___ Information shown

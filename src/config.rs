//! Weight configuration for the scoring channels.
//!
//! All tables default to the tuned Estonian heuristics; every field can be
//! overridden independently from a partial JSON document (missing fields
//! keep their defaults).

use rustc_hash::FxHashMap;
use serde::Deserialize;

use crate::types::ContainerKind;

/// Scoring weights, pattern tables, and the target compression rate.
#[derive(Debug, Clone, Deserialize)]
#[serde(default)]
pub struct SummarizerConfig {
    /// Bonus keyed by the global sentence counter (1-based, never reset).
    /// Only the first few sentences of the article carry a bonus.
    pub absolute_position_weights: FxHashMap<usize, f64>,

    /// Bonus keyed by the 1-based sentence position within an article
    /// paragraph.
    pub article_position_weights: FxHashMap<usize, f64>,

    /// Bonus keyed by the 1-based sentence position within a subchapter
    /// paragraph.
    pub subchapter_position_weights: FxHashMap<usize, f64>,

    /// Ordered `(regex, delta)` pairs tested independently against each
    /// sentence's plain text. Deltas are signed and non-exclusive: every
    /// matching pattern contributes.
    pub format_pattern_weights: Vec<(String, f64)>,

    /// Weight of the normalized position channel.
    pub alpha: f64,
    /// Weight of the normalized format channel.
    pub beta: f64,
    /// Weight of the normalized frequency channel.
    pub gamma: f64,

    /// Target summary size as a fraction of the article word count.
    pub compression_rate: f64,
}

impl Default for SummarizerConfig {
    fn default() -> Self {
        Self {
            absolute_position_weights: [(1, 20.0), (2, 5.0)].into_iter().collect(),
            article_position_weights: [(1, 5.0), (2, 2.0), (3, 1.0)].into_iter().collect(),
            subchapter_position_weights: [(2, 5.0)].into_iter().collect(),
            format_pattern_weights: default_format_patterns(),
            alpha: 0.4,
            beta: 0.4,
            gamma: 0.2,
            compression_rate: 0.3,
        }
    }
}

impl SummarizerConfig {
    /// Parse a (possibly partial) JSON configuration.
    pub fn from_json_str(json: &str) -> Result<Self, serde_json::Error> {
        serde_json::from_str(json)
    }

    /// The relative-position bonus table for the given container kind.
    pub fn position_weights(&self, kind: ContainerKind) -> &FxHashMap<usize, f64> {
        match kind {
            ContainerKind::Article => &self.article_position_weights,
            ContainerKind::Subchapter => &self.subchapter_position_weights,
        }
    }
}

/// The canonical format pattern table, tuned for Estonian punctuation
/// conventions (`«»` and `„“` quote pairs).
fn default_format_patterns() -> Vec<(String, f64)> {
    vec![
        // Trailing exclamation/question run.
        (r"[?!]+$".to_string(), -5.0),
        // Any quote mark.
        (r#"[„“«»"]"#.to_string(), -4.0),
        // Exclamation/question immediately followed by a quote.
        (r#"[!?]+""#.to_string(), -13.0),
        // Leading quoted appositive ending in a comma.
        ("^«[^»]*,»".to_string(), -4.0),
        // Trailing colon-then-quoted span.
        (": «[^»]*»$".to_string(), -4.0),
        // Sentence fully wrapped in quotes.
        ("^«[^»]*»$".to_string(), -4.0),
    ]
}
//! Corpus-relative lemma weighting and the frequency channel.
//!
//! Three passes:
//! 1. During the main document traversal, [`LemmaFrequencyTable::observe`]
//!    counts every lemma and accumulates the article word count.
//! 2. After the traversal, [`LemmaFrequencyTable::into_weights`] turns raw
//!    counts into weights: scaled by corpus size, zeroed for stop words and
//!    multi-token lemma artifacts, and discounted by the background
//!    reference table (floored at zero).
//! 3. [`FrequencyScorer`] sums each sentence's lemma weights.
//!
//! The type split enforces the ordering: pass 3 can only run against a
//! [`LemmaWeights`], which only exists once pass 2 has consumed the table.

use rustc_hash::FxHashMap;

use crate::nlp::{ReferenceFrequencies, StopwordSet};
use crate::scoring::{round_to, ScoreRecord};

/// Raw lemma counts for one document (pass 1).
#[derive(Debug, Default)]
pub struct LemmaFrequencyTable {
    counts: FxHashMap<String, f64>,
    article_word_count: usize,
}

impl LemmaFrequencyTable {
    pub fn new() -> Self {
        Self::default()
    }

    /// Count one sentence's lemmas and extend the article word count.
    /// Lemmas are expected lowercased (the pipeline lowercases them once
    /// when building the per-document context).
    pub fn observe(&mut self, lemmas: &[String]) {
        self.article_word_count += lemmas.len();
        for lemma in lemmas {
            *self.counts.entry(lemma.clone()).or_insert(0.0) += 1.0;
        }
    }

    /// Words observed so far across the whole article.
    pub fn article_word_count(&self) -> usize {
        self.article_word_count
    }

    /// Raw count for a lemma.
    pub fn count(&self, lemma: &str) -> f64 {
        self.counts.get(lemma).copied().unwrap_or(0.0)
    }

    /// Pass 2: transform raw counts into weights in place.
    ///
    /// `weight = round(count × 10000 / article_word_count, 2)`, except that
    /// stop words and lemmas containing internal whitespace (multi-token
    /// artifacts from the lemmatizer) are forced to zero, and lemmas known
    /// to the reference corpus have the reference weight subtracted,
    /// floored at zero.
    pub fn into_weights(
        mut self,
        stopwords: &StopwordSet,
        reference: &ReferenceFrequencies,
    ) -> LemmaWeights {
        let scale = if self.article_word_count == 0 {
            0.0
        } else {
            10_000.0 / self.article_word_count as f64
        };

        for (lemma, value) in self.counts.iter_mut() {
            if stopwords.is_stopword(lemma) || lemma.contains(char::is_whitespace) {
                *value = 0.0;
                continue;
            }
            let mut weight = round_to(*value * scale, 2);
            if let Some(common) = reference.weight(lemma) {
                weight = (weight - common).max(0.0);
            }
            *value = weight;
        }

        LemmaWeights {
            weights: self.counts,
            article_word_count: self.article_word_count,
        }
    }
}

/// Finalized lemma weights for one document (output of pass 2).
#[derive(Debug)]
pub struct LemmaWeights {
    weights: FxHashMap<String, f64>,
    article_word_count: usize,
}

impl LemmaWeights {
    /// Weight of a lemma; unknown lemmas weigh zero.
    pub fn weight(&self, lemma: &str) -> f64 {
        self.weights.get(lemma).copied().unwrap_or(0.0)
    }

    pub fn article_word_count(&self) -> usize {
        self.article_word_count
    }
}

/// Pass 3: sums lemma weights per sentence. Repeated lemmas contribute
/// once per occurrence.
#[derive(Debug)]
pub struct FrequencyScorer<'a> {
    weights: &'a LemmaWeights,
}

impl<'a> FrequencyScorer<'a> {
    pub fn new(weights: &'a LemmaWeights) -> Self {
        Self { weights }
    }

    /// Score one sentence, setting its word count and frequency channel.
    pub fn score(&self, record: &mut ScoreRecord, lemmas: &[String]) {
        record.word_count = lemmas.len();
        record.frequency_score = lemmas.iter().map(|l| self.weights.weight(l)).sum();
    }
}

______

Repeat the listing exactly, leaving nothing out.

filename src/config.rs
//! Weight configuration for the scoring channels.
//!
//! All tables default to the tuned Estonian heuristics; every field can be
//! overridden independently from a partial JSON document (missing fields
//! keep their defaults).

use rustc_hash::FxHashMap;
use serde::Deserialize;

use crate::types::ContainerKind;

/// Scoring weights, pattern tables, and the target compression rate.
#[derive(Debug, Clone, Deserialize)]
#[serde(default)]
pub struct SummarizerConfig {
    /// Bonus keyed by the global sentence counter (1-based, never reset).
    /// Only the first few sentences of the article carry a bonus.
    pub absolute_position_weights: FxHashMap<usize, f64>,

    /// Bonus keyed by the 1-based sentence position within an article
    /// paragraph.
    pub article_position_weights: FxHashMap<usize, f64>,

    /// Bonus keyed by the 1-based sentence position within a subchapter
    /// paragraph.
    pub subchapter_position_weights: FxHashMap<usize, f64>,

    /// Ordered `(regex, delta)` pairs tested independently against each
    /// sentence's plain text. Deltas are signed and non-exclusive: every
    /// matching pattern contributes.
    pub format_pattern_weights: Vec<(String, f64)>,

    /// Weight of the normalized position channel.
    pub alpha: f64,
    /// Weight of the normalized format channel.
    pub beta: f64,
    /// Weight of the normalized frequency channel.
    pub gamma: f64,

    /// Target summary size as a fraction of the article word count.
    pub compression_rate: f64,
}

impl Default for SummarizerConfig {
    fn default() -> Self {
        Self {
            absolute_position_weights: [(1, 20.0), (2, 5.0)].into_iter().collect(),
            article_position_weights: [(1, 5.0), (2, 2.0), (3, 1.0)].into_iter().collect(),
            subchapter_position_weights: [(2, 5.0)].into_iter().collect(),
            format_pattern_weights: default_format_patterns(),
            alpha: 0.4,
            beta: 0.4,
            gamma: 0.2,
            compression_rate: 0.3,
        }
    }
}

impl SummarizerConfig {
    /// Parse a (possibly partial) JSON configuration.
    pub fn from_json_str(json: &str) -> Result<Self, serde_json::Error> {
        serde_json::from_str(json)
    }

    /// The relative-position bonus table for the given container kind.
    pub fn position_weights(&self, kind: ContainerKind) -> &FxHashMap<usize, f64> {
        match kind {
            ContainerKind::Article => &self.article_position_weights,
            ContainerKind::Subchapter => &self.subchapter_position_weights,
        }
    }
}

/// The canonical format pattern table, tuned for Estonian punctuation
/// conventions (`«»` and `„“` quote pairs).
fn default_format_patterns() -> Vec<(String, f64)> {
    vec![
        // Trailing exclamation/question run.
        (r"[?!]+$".to_string(), -5.0),
        // Any quote mark.
        (r#"[„“«»"]"#.to_string(), -4.0),
        // Exclamation/question immediately followed by a quote.
        (r#"[!?]+""#.to_string(), -13.0),
        // Leading quoted appositive ending in a comma.
        ("^«[^»]*,»".to_string(), -4.0),
        // Trailing colon-then-quoted span.
        (": «[^»]*»$".to_string(), -4.0),
        // Sentence fully wrapped in quotes.
        ("^«[^»]*»$".to_string(), -4.0),
    ]
}
//! Corpus-relative lemma weighting and the frequency channel.
//!
//! Three passes:
//! 1. During the main document traversal, [`LemmaFrequencyTable::observe`]
//!    counts every lemma and accumulates the article word count.
//! 2. After the traversal, [`LemmaFrequencyTable::into_weights`] turns raw
//!    counts into weights: scaled by corpus size, zeroed for stop words and
//!    multi-token lemma artifacts, and discounted by the background
//!    reference table (floored at zero).
//! 3. [`FrequencyScorer`] sums each sentence's lemma weights.
//!
//! The type split enforces the ordering: pass 3 can only run against a
//! [`LemmaWeights`], which only exists once pass 2 has consumed the table.

use rustc_hash::FxHashMap;

use crate::nlp::{ReferenceFrequencies, StopwordSet};
use crate::scoring::{round_to, ScoreRecord};

/// Raw lemma counts for one document (pass 1).
#[derive(Debug, Default)]
pub struct LemmaFrequencyTable {
    counts: FxHashMap<String, f64>,
    article_word_count: usize,
}

impl LemmaFrequencyTable {
    pub fn new() -> Self {
        Self::default()
    }

    /// Count one sentence's lemmas and extend the article word count.
    /// Lemmas are expected lowercased (the pipeline lowercases them once
    /// when building the per-document context).
    pub fn observe(&mut self, lemmas: &[String]) {
        self.article_word_count += lemmas.len();
        for lemma in lemmas {
            *self.counts.entry(lemma.clone()).or_insert(0.0) += 1.0;
        }
    }

    /// Words observed so far across the whole article.
    pub fn article_word_count(&self) -> usize {
        self.article_word_count
    }

    /// Raw count for a lemma.
    pub fn count(&self, lemma: &str) -> f64 {
        self.counts.get(lemma).copied().unwrap_or(0.0)
    }

    /// Pass 2: transform raw counts into weights in place.
    ///
    /// `weight = round(count × 10000 / article_word_count, 2)`, except that
    /// stop words and lemmas containing internal whitespace (multi-token
    /// artifacts from the lemmatizer) are forced to zero, and lemmas known
    /// to the reference corpus have the reference weight subtracted,
    /// floored at zero.
    pub fn into_weights(
        mut self,
        stopwords: &StopwordSet,
        reference: &ReferenceFrequencies,
    ) -> LemmaWeights {
        let scale = if self.article_word_count == 0 {
            0.0
        } else {
            10_000.0 / self.article_word_count as f64
        };

        for (lemma, value) in self.counts.iter_mut() {
            if stopwords.is_stopword(lemma) || lemma.contains(char::is_whitespace) {
                *value = 0.0;
                continue;
            }
            let mut weight = round_to(*value * scale, 2);
            if let Some(common) = reference.weight(lemma) {
                weight = (weight - common).max(0.0);
            }
            *value = weight;
        }

        LemmaWeights {
            weights: self.counts,
            article_word_count: self.article_word_count,
        }
    }
}

/// Finalized lemma weights for one document (output of pass 2).
#[derive(Debug)]
pub struct LemmaWeights {
    weights: FxHashMap<String, f64>,
    article_word_count: usize,
}

impl LemmaWeights {
    /// Weight of a lemma; unknown lemmas weigh zero.
    pub fn weight(&self, lemma: &str) -> f64 {
        self.weights.get(lemma).copied().unwrap_or(0.0)
    }

    pub fn article_word_count(&self) -> usize {
        self.article_word_count
    }
}

/// Pass 3: sums lemma weights per sentence. Repeated lemmas contribute
/// once per occurrence.
#[derive(Debug)]
pub struct FrequencyScorer<'a> {
    weights: &'a LemmaWeights,
}

impl<'a> FrequencyScorer<'a> {
    pub fn new(weights: &'a LemmaWeights) -> Self {
        Self { weights }
    }

    /// Score one sentence, setting its word count and frequency channel.
    pub fn score(&self, record: &mut ScoreRecord, lemmas: &[String]) {
        record.word_count = lemmas.len();
        record.frequency_score = lemmas.iter().map(|l| self.weights.weight(l)).sum();
    }
}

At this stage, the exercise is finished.